(Beginning of Source material)

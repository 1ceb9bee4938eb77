//! The `ton-cells` prelude.
//!
//! This brings into scope a number of traits and commonly used types.

pub use crate::boc::{Boc, BocRepr};
pub use crate::cell::{
    Cell, CellBuilder, CellContext, CellSlice, CellType, DynCell, EmptyCellContext, ExactSize,
    HashBytes, Lazy, Load, Size, Store,
};
pub use crate::dict::{AugDict, Dict, PfxDict, RawDict};
pub use crate::merkle::{MerkleProof, MerkleUpdate};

(End of Source material)

Problem description >> Copy the records above exactly as written.

Solved problem >>
repository 1ceb9bee4938eb77
//! The `ton-cells` prelude.
//!
//! This brings into scope a number of traits and commonly used types.

pub use crate::boc::{Boc, BocRepr};
pub use crate::cell::{
    Cell, CellBuilder, CellContext, CellSlice, CellType, DynCell, EmptyCellContext, ExactSize,
    HashBytes, Lazy, Load, Size, Store,
};
pub use crate::dict::{AugDict, Dict, PfxDict, RawDict};
pub use crate::merkle::{MerkleProof, MerkleUpdate};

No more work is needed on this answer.